When an injured person contacts us after a collision, the first thing we do is make sure they get the medical treatment they need. We know a network of doctors and care providers and we can help arrange for treatment. While our clients are receiving treatment, we are hard at work investigating and building their case. A thorough investigation typically involves obtaining law enforcement records, tracking down and interviewing witnesses, performing background investigations on opposing parties, visiting where the incident occurred (for example, the intersection in car accident case or a home or business in a deck collapse case), and obtaining other useful documentation or evidence that could be important later in the case.
Once the investigation is complete and the client’s medical treatment is far enough along to understand the legal issues and potential long-lasting impacts, the case can be assessed for value. This is when pre-suit negotiations with the at-fault party’s insurance company usually begin. If settlement negotiations stall or appear unlikely to result in a good settlement for the client, the case goes into litigation.
Litigation begins with the filing of a civil action with the court having jurisdiction over the case. Jurisdiction can be a complex legal issue requiring careful legal analysis to determine the correct court. Once the initial pleadings are done, the case then goes into discovery. During the written discovery phase, the parties exchange information and documentation about their legal claims or defenses. Depositions of fact and expert witnesses usually come next. Cases are usually mediated next.
Though a vast majority of cases settle before or at mediation, sometimes the sides see a case so differently that it does not settle. After an impasse at mediation, the parties may need to file pre-trial motions to refine the issues for trial or to resolve any evidentiary issues that may develop at trial. The lawyers usually do a great deal of work in advance of trial to make sure the court’s time at trial is used efficiently. Lawyers are encouraged (if not required) by the court to address as many administrative or other issues impacting the trial as possible.
Depending on the complexity of the case, trials can last a few days, a few weeks, and sometimes a few months. The jury’s involvement in a trial will end when a verdict is reached or if the jury is deadlocked to the point that they are unable to reach a verdict. After trial, there may be some post-trial motions or appeals to address. And sometimes, the case may have to be completely retried. Trials are full of uncertainty.

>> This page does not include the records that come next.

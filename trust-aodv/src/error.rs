//! # Error Module.
//!
//! This module features the `AodvError` enum for error handling throughout the project.

use thiserror::Error;

/// The crate-wide error variants.
#[derive(Debug, Error)]
pub enum AodvError {
	/// Configuration error
	#[error("ConfigurationError: {0}")]
	ConfigurationError(String),

	/// Protocol state is inconsistent with what the engine registered
	#[error("ConsistencyError: {0}")]
	ConsistencyError(String),

	/// Conversion error
	#[error("ConversionError: {0}")]
	ConversionError(String),

	/// File read/write error
	#[error("FileIOError: {0}")]
	FileIOError(String),

	/// Input/output error
	#[error("IOError: {0}")]
	IOError(std::io::Error),

	/// Parsing error
	#[error("ParsingError: {0}")]
	ParsingError(String),

	/// Validation error
	#[error("ValidationError: {0}")]
	ValidationError(String),

	/// Unknown error
	#[error("UnknownError: {0}")]
	UnknownError(String),
}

Following the resolution of a case, many times claims require final administrative work before the matter is concluded. This work usually requires the filing of documents or settling of liens or claims on the settlement funds from third-parties (e.g., medical providers attempting to collect on bills). There are some very nuanced rules that apply when concluding these types of matters, particularly when dealing with liens.

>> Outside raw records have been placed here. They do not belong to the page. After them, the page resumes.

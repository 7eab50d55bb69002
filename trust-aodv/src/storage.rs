//! # Storage Module.
//!
//! This module contains generic storage traits and implementations, and the
//! flat record a trust entry is persisted as.

use crate::{error::AodvError, trust::TrustEntry};
use csv::{ReaderBuilder, WriterBuilder};
use serde::{de::DeserializeOwned, Deserialize, Serialize};
use serde_json::{from_reader, to_string_pretty};
use std::{
	fs::File,
	io::{BufReader, Write},
	marker::PhantomData,
	net::Ipv4Addr,
	path::PathBuf,
	time::Duration,
};

/// The main trait to be implemented by different storage types.
pub trait Storage<T> {
	/// The error type.
	type Err;

	/// Loads data from storage.
	fn load(&self) -> Result<T, Self::Err>;
	/// Saves data to storage.
	fn save(&mut self, data: T) -> Result<(), Self::Err>;
}

/// Persists a list of records as rows of a CSV file with a header line.
pub struct CSVFileStorage<T> {
	filepath: PathBuf,
	phantom: PhantomData<T>,
}

impl<T> CSVFileStorage<T> {
	/// Creates a new CSVFileStorage.
	pub fn new(filepath: PathBuf) -> Self {
		Self { filepath, phantom: PhantomData }
	}

	/// Returns the path to the file.
	pub fn filepath(&self) -> &PathBuf {
		&self.filepath
	}
}

impl<T: Serialize + DeserializeOwned> Storage<Vec<T>> for CSVFileStorage<T> {
	type Err = AodvError;

	fn load(&self) -> Result<Vec<T>, AodvError> {
		let file = File::open(&self.filepath).map_err(AodvError::IOError)?;
		let mut reader = ReaderBuilder::new().from_reader(BufReader::new(file));

		reader
			.deserialize()
			.map(|result| result.map_err(|e| AodvError::FileIOError(e.to_string())))
			.collect()
	}

	fn save(&mut self, data: Vec<T>) -> Result<(), AodvError> {
		let mut writer = WriterBuilder::new()
			.from_path(&self.filepath)
			.map_err(|e| AodvError::FileIOError(e.to_string()))?;

		for record in &data {
			writer.serialize(record).map_err(|e| AodvError::FileIOError(e.to_string()))?;
		}

		writer.flush().map_err(|e| AodvError::FileIOError(e.to_string()))?;

		Ok(())
	}
}

/// Persists a single value as a JSON document.
pub struct JSONFileStorage<T> {
	filepath: PathBuf,
	phantom: PhantomData<T>,
}

impl<T> JSONFileStorage<T> {
	/// Creates a new JSONFileStorage.
	pub fn new(filepath: PathBuf) -> Self {
		Self { filepath, phantom: PhantomData }
	}

	/// Returns the path to the file.
	pub fn filepath(&self) -> &PathBuf {
		&self.filepath
	}
}

impl<T: Serialize + DeserializeOwned> Storage<T> for JSONFileStorage<T> {
	type Err = AodvError;

	fn load(&self) -> Result<T, Self::Err> {
		let file = File::open(&self.filepath).map_err(AodvError::IOError)?;
		from_reader(BufReader::new(file)).map_err(|e| AodvError::ParsingError(e.to_string()))
	}

	fn save(&mut self, data: T) -> Result<(), Self::Err> {
		let json_str =
			to_string_pretty(&data).map_err(|e| AodvError::ParsingError(e.to_string()))?;

		let mut file = File::create(&self.filepath).map_err(AodvError::IOError)?;
		file.write_all(json_str.as_bytes()).map_err(AodvError::IOError)
	}
}

/// Trust record, one CSV row per neighbour.
#[derive(Clone, Debug, PartialEq, Serialize, Deserialize)]
pub struct TrustRecord {
	/// Dotted-quad neighbour address.
	neighbour_address: String,
	/// Trust value in `[0, 1]`.
	trust_value: String,
	/// Last update, in milliseconds since the start of the run.
	timestamp: String,
}

impl TrustRecord {
	/// Creates a new trust record.
	pub fn new(neighbour_address: String, trust_value: String, timestamp: String) -> Self {
		Self { neighbour_address, trust_value, timestamp }
	}

	/// Returns the neighbour address.
	pub fn neighbour_address(&self) -> &String {
		&self.neighbour_address
	}

	/// Returns the trust value.
	pub fn trust_value(&self) -> &String {
		&self.trust_value
	}

	/// Returns the timestamp.
	pub fn timestamp(&self) -> &String {
		&self.timestamp
	}
}

impl From<TrustEntry> for TrustRecord {
	fn from(entry: TrustEntry) -> Self {
		Self {
			neighbour_address: entry.neighbour_address().to_string(),
			trust_value: entry.trust_value().to_string(),
			timestamp: entry.timestamp().as_millis().to_string(),
		}
	}
}

impl TryFrom<TrustRecord> for TrustEntry {
	type Error = AodvError;

	fn try_from(record: TrustRecord) -> Result<Self, Self::Error> {
		let TrustRecord { neighbour_address, trust_value, timestamp } = record;

		let address = neighbour_address.parse::<Ipv4Addr>().map_err(|_| {
			AodvError::ConversionError(format!("Failed to parse address '{}'", neighbour_address))
		})?;
		let value = trust_value
			.parse::<f64>()
			.map_err(|_| AodvError::ConversionError("Failed to parse 'trust_value'".to_string()))?;
		if !(0.0..=1.0).contains(&value) {
			return Err(AodvError::ValidationError(format!(
				"Trust value {} of {} is outside [0, 1]",
				value, address
			)));
		}
		let millis = timestamp
			.parse::<u64>()
			.map_err(|_| AodvError::ConversionError("Failed to parse 'timestamp'".to_string()))?;

		Ok(TrustEntry::new(address, value, Duration::from_millis(millis)))
	}
}

#[cfg(test)]
mod tests {
	use crate::storage::*;
	use std::{env::current_dir, fs};

	#[derive(Debug, Deserialize, PartialEq, Clone, Serialize)]
	struct Record {
		neighbour_address: String,
		hops: u32,
	}

	#[test]
	fn test_csv_file_storage() {
		let filepath = current_dir().unwrap().join("test_storage.csv");
		let mut csv_storage = CSVFileStorage::<Record>::new(filepath.clone());

		let content = vec![
			Record { neighbour_address: "10.0.0.2".to_string(), hops: 1 },
			Record { neighbour_address: "10.0.0.3".to_string(), hops: 2 },
		];

		assert!(csv_storage.save(content.clone()).is_ok());

		let records: Vec<Record> = csv_storage.load().unwrap();
		assert_eq!(records, content);

		// Clean up
		fs::remove_file(filepath).unwrap();
	}

	#[test]
	fn test_json_file_storage() {
		let filepath = current_dir().unwrap().join("test_storage.json");
		let mut json_storage = JSONFileStorage::<Record>::new(filepath.clone());

		let content = Record { neighbour_address: "10.0.0.9".to_string(), hops: 4 };

		assert!(json_storage.save(content.clone()).is_ok());
		assert_eq!(json_storage.load().unwrap(), content);

		// Clean up
		fs::remove_file(filepath).unwrap();
	}

	#[test]
	fn test_missing_file_fails() {
		let filepath = current_dir().unwrap().join("does_not_exist.csv");
		let storage = CSVFileStorage::<Record>::new(filepath);
		assert!(matches!(storage.load(), Err(AodvError::IOError(_))));
	}

	#[test]
	fn test_trust_record_conversion() {
		let entry =
			TrustEntry::new(Ipv4Addr::new(10, 0, 0, 4), 0.75, Duration::from_millis(1500));
		let record = TrustRecord::from(entry);
		assert_eq!(record.neighbour_address(), "10.0.0.4");
		assert_eq!(record.timestamp(), "1500");
		assert_eq!(TrustEntry::try_from(record).unwrap(), entry);

		let bad_address = TrustRecord::new("10.0.0".into(), "0.5".into(), "0".into());
		assert!(TrustEntry::try_from(bad_address).is_err());

		let out_of_range = TrustRecord::new("10.0.0.1".into(), "1.5".into(), "0".into());
		assert!(matches!(TrustEntry::try_from(out_of_range), Err(AodvError::ValidationError(_))));
	}
}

We believe in treating each case like it is going to trial. In our experience, that is the best way to achieve a favorable settlement. What does that mean for you? We work up your case and do everything we can to get the most value for your claim. Though a great majority of cases settle out of court, going to trial is sometimes necessary. Perhaps the other side won’t come to the table in good faith or fails to see a case in its true light. In any case, we’ll be ready to go to bat for you.